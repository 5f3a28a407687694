//! Environment-driven configuration.
//!
//! All settings come from `DEXHUB_*` environment variables (a `.env` file is
//! honored by the binary). Rate-limit parameters live here so deployments can
//! tune them without touching the algorithm.

use std::net::SocketAddr;
use std::path::PathBuf;

use secrecy::SecretString;

use crate::error::ConfigError;
use crate::trust::rate_limit::{BucketParams, RateLimitConfig};

const DEFAULT_BIND: &str = "0.0.0.0:5000";
const DEFAULT_MAX_BODY_BYTES: usize = 10 * 1024 * 1024;

/// Where synthesized speech comes from.
#[derive(Debug, Clone, Copy, PartialEq, Eq, Default)]
pub enum TtsMode {
    /// Local `say` subprocess.
    #[default]
    Local,
    /// Google Gemini TTS REST API.
    Gemini,
}

impl std::str::FromStr for TtsMode {
    type Err = String;

    fn from_str(s: &str) -> Result<Self, Self::Err> {
        match s.to_ascii_lowercase().as_str() {
            "local" => Ok(TtsMode::Local),
            "gemini" => Ok(TtsMode::Gemini),
            other => Err(format!("unknown TTS mode: {other}")),
        }
    }
}

/// Speech engine settings.
#[derive(Debug, Clone)]
pub struct SpeechConfig {
    pub tts_mode: TtsMode,
    /// Required when `tts_mode` is `gemini`.
    pub gemini_api_key: Option<SecretString>,
    pub gemini_voice: String,
    /// Whisper-compatible CLI invoked for transcription.
    pub stt_command: String,
    pub stt_args: Vec<String>,
}

/// Full gateway configuration.
#[derive(Debug, Clone)]
pub struct Config {
    pub bind: SocketAddr,
    pub registry_path: PathBuf,
    pub allowed_origins: Vec<String>,
    pub max_body_bytes: usize,
    pub rate_limits: RateLimitConfig,
    pub speech: SpeechConfig,
}

impl Config {
    /// Read configuration from the environment.
    pub fn from_env() -> Result<Self, ConfigError> {
        let bind = env_or("DEXHUB_BIND", DEFAULT_BIND)
            .parse()
            .map_err(|e| invalid("DEXHUB_BIND", e))?;

        let registry_path = match env_opt("DEXHUB_REGISTRY_PATH") {
            Some(path) => PathBuf::from(path),
            None => default_registry_path(),
        };

        let allowed_origins = match env_opt("DEXHUB_ALLOWED_ORIGINS") {
            Some(raw) => raw
                .split(',')
                .map(|s| s.trim().to_string())
                .filter(|s| !s.is_empty())
                .collect(),
            None => default_origins(),
        };

        let max_body_bytes = match env_opt("DEXHUB_MAX_BODY_BYTES") {
            Some(raw) => raw
                .parse()
                .map_err(|e| invalid("DEXHUB_MAX_BODY_BYTES", e))?,
            None => DEFAULT_MAX_BODY_BYTES,
        };

        let defaults = RateLimitConfig::default();
        let rate_limits = RateLimitConfig {
            recognition: bucket_from_env("DEXHUB_RATE_RECOGNITION", defaults.recognition)?,
            general: bucket_from_env("DEXHUB_RATE_GENERAL", defaults.general)?,
        };

        let tts_mode: TtsMode = match env_opt("DEXHUB_TTS_MODE") {
            Some(raw) => raw
                .parse()
                .map_err(|e: String| invalid("DEXHUB_TTS_MODE", e))?,
            None => TtsMode::default(),
        };
        let gemini_api_key = env_opt("DEXHUB_GEMINI_API_KEY").map(SecretString::from);
        if tts_mode == TtsMode::Gemini && gemini_api_key.is_none() {
            return Err(ConfigError::MissingEnvVar(
                "DEXHUB_GEMINI_API_KEY".to_string(),
            ));
        }

        let speech = SpeechConfig {
            tts_mode,
            gemini_api_key,
            gemini_voice: env_or("DEXHUB_GEMINI_VOICE", "Puck"),
            stt_command: env_or("DEXHUB_STT_COMMAND", "whisper-cli"),
            stt_args: match env_opt("DEXHUB_STT_ARGS") {
                Some(raw) => raw.split_whitespace().map(str::to_string).collect(),
                None => Vec::new(),
            },
        };

        Ok(Self {
            bind,
            registry_path,
            allowed_origins,
            max_body_bytes,
            rate_limits,
            speech,
        })
    }
}

fn default_registry_path() -> PathBuf {
    dirs::data_dir()
        .map(|dir| dir.join("dexhub"))
        .unwrap_or_else(|| PathBuf::from("."))
        .join("device_registry.json")
}

fn default_origins() -> Vec<String> {
    vec![
        "http://localhost:1420".to_string(),
        "tauri://localhost".to_string(),
    ]
}

fn bucket_from_env(prefix: &str, defaults: BucketParams) -> Result<BucketParams, ConfigError> {
    let capacity = match env_opt(&format!("{prefix}_CAPACITY")) {
        Some(raw) => raw
            .parse()
            .map_err(|e| invalid(&format!("{prefix}_CAPACITY"), e))?,
        None => defaults.capacity,
    };
    let refill_per_sec = match env_opt(&format!("{prefix}_REFILL_PER_MIN")) {
        Some(raw) => {
            let per_min: f64 = raw
                .parse()
                .map_err(|e| invalid(&format!("{prefix}_REFILL_PER_MIN"), e))?;
            per_min / 60.0
        }
        None => defaults.refill_per_sec,
    };
    Ok(BucketParams {
        capacity,
        refill_per_sec,
    })
}

fn env_opt(key: &str) -> Option<String> {
    std::env::var(key).ok().filter(|v| !v.is_empty())
}

fn env_or(key: &str, default: &str) -> String {
    env_opt(key).unwrap_or_else(|| default.to_string())
}

fn invalid(key: &str, message: impl ToString) -> ConfigError {
    ConfigError::InvalidValue {
        key: key.to_string(),
        message: message.to_string(),
    }
}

+++

What is wanted is the number of lines holding "Option" in the entries. Nothing else should be given.

Result: 2